Strażacy wspierani przez inne służby zakończyli działania gaśnicze pożaru traw w Bieszczadzkim Parku Narodowym. Pożar wybuchł w trudno dostępnym obszarze między Krzemieniem a Obnogą.
Ogień rozprzestrzenił się w obszarach niedostępnych dla turystów. W działaniach brało udział ponad 60 strażaków oraz 30 osób z innych służb, w tym Straży Granicznej oraz GOPR. W gaszeniu pożaru wykorzystywano także quady, drony i śmigłowiec gaśniczy.
Służba Parku, która uczestniczyła w akcji, początkowo ugasiła mniejsze zarzewie ognia na północnych zboczach Krzemienia. Dalsza współpraca służb umożliwiła opanowanie drugiego ogniska, które strawiło ponad 1 ha suchych traw połoninowych na północnych stokach Bukowego Berda.
Bieszczadzki Park Narodowy poinformował, że pożar wystąpił w miejscach, które nie są udostępnione dla turystów.
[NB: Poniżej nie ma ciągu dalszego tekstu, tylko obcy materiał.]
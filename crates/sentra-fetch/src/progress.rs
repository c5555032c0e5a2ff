use std::sync::Arc;

/// A snapshot of download progress, delivered to the progress callback.
#[derive(Debug, Clone, Copy, PartialEq)]
pub struct ChunkProgress {
    /// Bytes written to disk so far.
    pub bytes_so_far: u64,

    /// Total expected bytes, if the server sent Content-Length.
    pub total_bytes: Option<u64>,

    /// Completion percentage, `None` when the total is unknown.
    pub percent: Option<f64>,
}

impl ChunkProgress {
    pub(crate) fn new(bytes_so_far: u64, total_bytes: Option<u64>) -> Self {
        let percent = total_bytes.and_then(|total| {
            if total == 0 {
                None
            } else {
                Some((bytes_so_far as f64 / total as f64) * 100.0)
            }
        });
        Self {
            bytes_so_far,
            total_bytes,
            percent,
        }
    }

    /// Whole percentage points completed, used for callback throttling.
    pub(crate) fn percent_floor(&self) -> Option<u64> {
        self.percent.map(|p| p.floor() as u64)
    }
}

/// Callback invoked after chunk writes.
///
/// Invocation is throttled to whole-percentage-point changes when the total
/// size is known, so implementations can be arbitrarily slow without
/// dragging down the write loop.
pub type ProgressFn = Arc<dyn Fn(&ChunkProgress) + Send + Sync>;
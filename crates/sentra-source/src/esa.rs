use sentra_fetch::Credentials;

use crate::error::SourceError;
use crate::product::ProductRecord;

/// Production base URL of the ESA catalog's OData API.
pub const DHUS_BASE_URL: &str = "https://scihub.copernicus.eu/dhus";

/// The ESA catalog: products addressed by catalog UUID, Basic auth.
#[derive(Debug, Clone)]
pub struct EsaEndpoint {
    base_url: String,
    credentials: Credentials,
}

impl EsaEndpoint {
    pub fn new(credentials: Credentials) -> Self {
        Self::with_base_url(DHUS_BASE_URL, credentials)
    }

    /// Point at a different deployment (mirror instances, tests).
    pub fn with_base_url(base_url: impl Into<String>, credentials: Credentials) -> Self {
        Self {
            base_url: base_url.into().trim_end_matches('/').to_string(),
            credentials,
        }
    }

    /// URL of the full product archive.
    pub fn product_url(&self, record: &ProductRecord) -> Result<String, SourceError> {
        let uuid = checked_uuid(&record.uuid)?;
        Ok(format!(
            "{}/odata/v1/Products('{uuid}')/$value",
            self.base_url
        ))
    }

    /// URL of the product's quicklook preview image.
    pub fn quicklook_url(&self, record: &ProductRecord) -> Result<String, SourceError> {
        let uuid = checked_uuid(&record.uuid)?;
        Ok(format!(
            "{}/odata/v1/Products('{uuid}')/Products('Quicklook')/$value",
            self.base_url
        ))
    }

    pub fn credentials(&self) -> &Credentials {
        &self.credentials
    }
}

/// The OData path embeds the identifier in quotes; only pass through
/// strings that look like a catalog UUID.
fn checked_uuid(raw: &str) -> Result<&str, SourceError> {
    if !raw.is_empty()
        && raw
            .chars()
            .all(|c| c.is_ascii_hexdigit() || c == '-')
    {
        Ok(raw)
    } else {
        Err(SourceError::InvalidProductId(raw.to_string()))
    }
}

#[cfg(test)]
mod tests {
    use super::*;

    fn endpoint() -> EsaEndpoint {
        EsaEndpoint::new(Credentials::new("user", "pass"))
    }

    #[test]
    fn builds_odata_product_url() {
        let record = ProductRecord::new(
            "2b17b57d-fff4-4645-b539-91f305c27c69",
            "S2B_MSIL1C_20190628T182929_N0207_R027_T12UUA_20190628T221748",
            "S2MSI1C",
        );
        assert_eq!(
            endpoint().product_url(&record).unwrap(),
            "https://scihub.copernicus.eu/dhus/odata/v1/Products('2b17b57d-fff4-4645-b539-91f305c27c69')/$value"
        );
    }

    #[test]
    fn builds_quicklook_url() {
        let record = ProductRecord::new(
            "a8f318d3-b95f-44f6-aa7e-bccbe4b00c4f",
            "S2B_MSIL1C_20190628T182929_N0207_R027_T12UUA_20190628T221748",
            "S2MSI1C",
        );
        let url = endpoint().quicklook_url(&record).unwrap();
        assert!(url.ends_with("/Products('a8f318d3-b95f-44f6-aa7e-bccbe4b00c4f')/Products('Quicklook')/$value"));
    }

    #[test]
    fn rejects_empty_uuid() {
        let record = ProductRecord::new("", "S2B_MSIL1C", "S2MSI1C");
        assert!(matches!(
            endpoint().product_url(&record),
            Err(SourceError::InvalidProductId(_))
        ));
    }

    #[test]
    fn rejects_uuid_with_path_characters() {
        let record = ProductRecord::new("abc')/../secrets", "S2B_MSIL1C", "S2MSI1C");
        assert!(matches!(
            endpoint().product_url(&record),
            Err(SourceError::InvalidProductId(_))
        ));
    }

    #[test]
    fn trailing_slash_in_base_url_is_tolerated() {
        let endpoint = EsaEndpoint::with_base_url(
            "https://scihub.copernicus.eu/dhus/",
            Credentials::new("u", "p"),
        );
        let record = ProductRecord::new("deadbeef-0000-1111-2222-333344445555", "X", "S2MSI1C");
        assert!(
            endpoint
                .product_url(&record)
                .unwrap()
                .starts_with("https://scihub.copernicus.eu/dhus/odata")
        );
    }
}
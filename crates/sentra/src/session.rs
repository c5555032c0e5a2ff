use std::io;
use std::path::Path;
use std::time::Duration;

use tracing::{info, warn};

use sentra_fetch::DownloadOptions;
use sentra_monitor::{DEFAULT_POLL_INTERVAL, MonitorReport, TransferMonitor};
use sentra_source::SourceRouter;
use sentra_validate::validate_archive;

use crate::error::SessionError;
use crate::request::{PayloadKind, TransferRequest};
use crate::status::TransferStatus;

/// Runs one transfer end to end.
///
/// `execute` performs the idempotency check, routes the request to a
/// configured provider, streams the bytes with a [`TransferMonitor`]
/// sampling alongside, validates the artifact, and converts every outcome
/// into a [`TransferStatus`]. The monitor's lifetime is strictly nested
/// inside the download's: it starts when the write begins and is joined
/// exactly once after the byte stream completes or fails.
pub struct TransferSession {
    router: SourceRouter,
    monitor_interval: Duration,
    request_timeout: Option<Duration>,
}

impl TransferSession {
    pub fn new(router: SourceRouter) -> Self {
        Self {
            router,
            monitor_interval: DEFAULT_POLL_INTERVAL,
            request_timeout: None,
        }
    }

    /// How often the monitor samples the growing file.
    #[must_use]
    pub fn monitor_interval(mut self, interval: Duration) -> Self {
        self.monitor_interval = interval;
        self
    }

    /// Ceiling on each HTTP request made by this session. Without one,
    /// the payload-kind default applies (an hour for archives, a minute
    /// for previews).
    #[must_use]
    pub fn request_timeout(mut self, timeout: Duration) -> Self {
        self.request_timeout = Some(timeout);
        self
    }

    /// Execute one request. Never panics and never returns an error; every
    /// failure is folded into the returned status.
    pub async fn execute(&self, request: &TransferRequest) -> TransferStatus {
        self.execute_with_report(request).await.0
    }

    /// Like [`TransferSession::execute`], but also hands back the
    /// monitor's diagnostics. `None` when the transfer was skipped or
    /// failed before the byte stream started.
    pub async fn execute_with_report(
        &self,
        request: &TransferRequest,
    ) -> (TransferStatus, Option<MonitorReport>) {
        match self.run(request).await {
            Ok(outcome) => outcome,
            Err(e) => {
                warn!(
                    product = %request.product().name,
                    error = %e,
                    "transfer failed"
                );
                (
                    TransferStatus::failure(e.reason(), Some(e.to_string())),
                    None,
                )
            }
        }
    }

    async fn run(
        &self,
        request: &TransferRequest,
    ) -> Result<(TransferStatus, Option<MonitorReport>), SessionError> {
        request.check()?;

        let target = request.target_path();
        if is_present(&target).await {
            info!(path = %target.display(), "artifact already present, skipping download");
            return Ok((TransferStatus::AlreadyExists(target), None));
        }

        let endpoint = self.router.resolve(request.source_preference())?;
        let options = self.download_options(request);

        info!(
            product = %request.product().name,
            provider = endpoint.name(),
            path = %target.display(),
            "starting transfer"
        );

        let monitor = TransferMonitor::with_interval(&target, self.monitor_interval);
        let fetched = match request.payload() {
            PayloadKind::Archive => {
                self.router
                    .fetch(endpoint, request.product(), &target, &options)
                    .await
            }
            PayloadKind::Preview => {
                self.router
                    .fetch_preview(endpoint, request.product(), &target, &options)
                    .await
            }
        };
        let report = monitor.finish().await;

        if let Err(e) = fetched {
            // The downloader leaves partial bytes in place; remove them
            // here so the next request for this product downloads instead
            // of idempotently skipping a truncated artifact.
            remove_artifact(&target).await?;
            return Err(e.into());
        }

        if request.payload() == PayloadKind::Archive {
            let verdict = validate_archive(&target)?;
            if !verdict.is_valid {
                remove_artifact(&target).await?;
                warn!(
                    product = %request.product().name,
                    reason = %verdict.reason,
                    "rejected downloaded artifact"
                );
                return Ok((
                    TransferStatus::failure(verdict.reason, None),
                    Some(report),
                ));
            }
        }

        Ok((TransferStatus::Success(target), Some(report)))
    }

    fn download_options(&self, request: &TransferRequest) -> DownloadOptions {
        let mut options = match request.payload() {
            PayloadKind::Archive => DownloadOptions::default(),
            PayloadKind::Preview => DownloadOptions::preview(),
        };
        if let Some(timeout) = self.request_timeout {
            options = options.request_timeout(timeout);
        }
        if let Some(chunk_size) = request.chunk_override() {
            options = options.chunk_size(chunk_size);
        }
        options
    }
}

/// The idempotency check: a non-empty regular file at the target path
/// counts as already transferred.
async fn is_present(path: &Path) -> bool {
    match tokio::fs::metadata(path).await {
        Ok(meta) => meta.is_file() && meta.len() > 0,
        Err(_) => false,
    }
}

/// Remove a rejected artifact. The validator may already have deleted it,
/// so a missing file is fine.
async fn remove_artifact(path: &Path) -> Result<(), SessionError> {
    match tokio::fs::remove_file(path).await {
        Ok(()) => Ok(()),
        Err(e) if e.kind() == io::ErrorKind::NotFound => Ok(()),
        Err(source) => Err(SessionError::Validate(
            sentra_validate::ValidateError::Cleanup {
                path: path.to_path_buf(),
                source,
            },
        )),
    }
}
//! Error types for sentra-validate.
//!
//! Semantic verdicts ("this archive is corrupt") are carried by
//! [`crate::ValidationReport`]; this error covers the cases where the
//! validator itself could not do its job.

use std::io;
use std::path::PathBuf;

use thiserror::Error;

#[derive(Debug, Error)]
pub enum ValidateError {
    #[error("file I/O error: {0}")]
    Io(#[from] io::Error),

    #[error("could not remove rejected artifact {path}: {source}")]
    Cleanup {
        path: PathBuf,
        #[source]
        source: io::Error,
    },
}
//! Provider selection and product URL construction.
//!
//! Two provider families host the same logical products behind different
//! URL shapes and authentication schemes: the ESA catalog (OData paths
//! keyed by catalog UUID, Basic auth) and the ASF archive (paths derived
//! from the product name's structure, signed-redirect then Basic auth).
//!
//! A [`SourceRouter`] holds one endpoint per configured role. Selection
//! happens once per request from the request's preference label; there is
//! no mid-request failover. URL construction is attribute-driven and
//! fails fast on malformed product records rather than emitting a URL
//! that cannot work.

mod asf;
mod endpoint;
mod error;
mod esa;
mod product;
mod router;

pub use asf::{ASF_BASE_URL, AsfEndpoint};
pub use endpoint::{ProviderEndpoint, ProviderKind};
pub use error::SourceError;
pub use esa::{DHUS_BASE_URL, EsaEndpoint};
pub use product::ProductRecord;
pub use router::{ESA_MAX_CONCURRENT, SourcePreference, SourceRouter};
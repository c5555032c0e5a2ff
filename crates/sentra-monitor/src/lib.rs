//! Transfer progress monitoring.
//!
//! The monitor watches a file's size on disk while some other task writes
//! to it. It deliberately does not share state with the writer: the write
//! loop pays no synchronization cost, and the monitor works for any writer
//! (this process, a subprocess, another machine via NFS). The trade-off is
//! coarse, eventually-consistent progress — a write in flight between two
//! samples reports as zero throughput until the next poll.

mod monitor;
mod sample;

pub use monitor::{DEFAULT_POLL_INTERVAL, MonitorReport, TransferMonitor};
pub use sample::{ProgressSample, format_bytes};
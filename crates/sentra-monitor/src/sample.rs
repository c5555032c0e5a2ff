use std::time::Duration;

/// One observation of a transfer in progress.
///
/// Samples are delivered to the log and collected for the final report;
/// nothing holds them after that.
#[derive(Debug, Clone, Copy, PartialEq)]
pub struct ProgressSample {
    /// File size on disk at sampling time.
    pub bytes_observed: u64,

    /// Time since the monitor started.
    pub elapsed: Duration,

    /// Estimated throughput since the previous sample.
    pub rate_bytes_per_sec: f64,
}

/// Render a byte count in human units, `bytes` through `TB`.
pub fn format_bytes(num: u64) -> String {
    const UNITS: [&str; 4] = ["bytes", "KB", "MB", "GB"];
    let mut value = num as f64;
    for unit in UNITS {
        if value < 1024.0 {
            return format!("{value:.1} {unit}");
        }
        value /= 1024.0;
    }
    format!("{value:.1} TB")
}

#[cfg(test)]
mod tests {
    use super::*;

    #[test]
    fn formats_small_counts_as_bytes() {
        assert_eq!(format_bytes(0), "0.0 bytes");
        assert_eq!(format_bytes(512), "512.0 bytes");
    }

    #[test]
    fn formats_each_unit() {
        assert_eq!(format_bytes(2048), "2.0 KB");
        assert_eq!(format_bytes(5 * 1024 * 1024), "5.0 MB");
        assert_eq!(format_bytes(3 * 1024 * 1024 * 1024), "3.0 GB");
        assert_eq!(format_bytes(2 * 1024u64.pow(4)), "2.0 TB");
    }

    #[test]
    fn huge_counts_stay_in_tb() {
        assert_eq!(format_bytes(2048 * 1024u64.pow(4)), "2048.0 TB");
    }
}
Zaznaczono także, że silny wiatr mógł przyczynić się do rozprzestrzeniania ognia.
Park podkreśla potrzebę zachowania ostrożności przez turystów, zwłaszcza w odniesieniu do osób zrywających się ze szlaków czy palących papierosy. W związku z zagrożeniem pożarowym na połoninach, zwracano uwagę na konieczność przestrzegania regulaminu zwiedzania.
„Mamy 140 km szlaków pieszych, a tylko dzisiaj na Tarnicę z Wołosatego weszło około 2,5 tys. osób. Nie jesteśmy w stanie wszystkich upilnować” – podkreślono w komunikacie.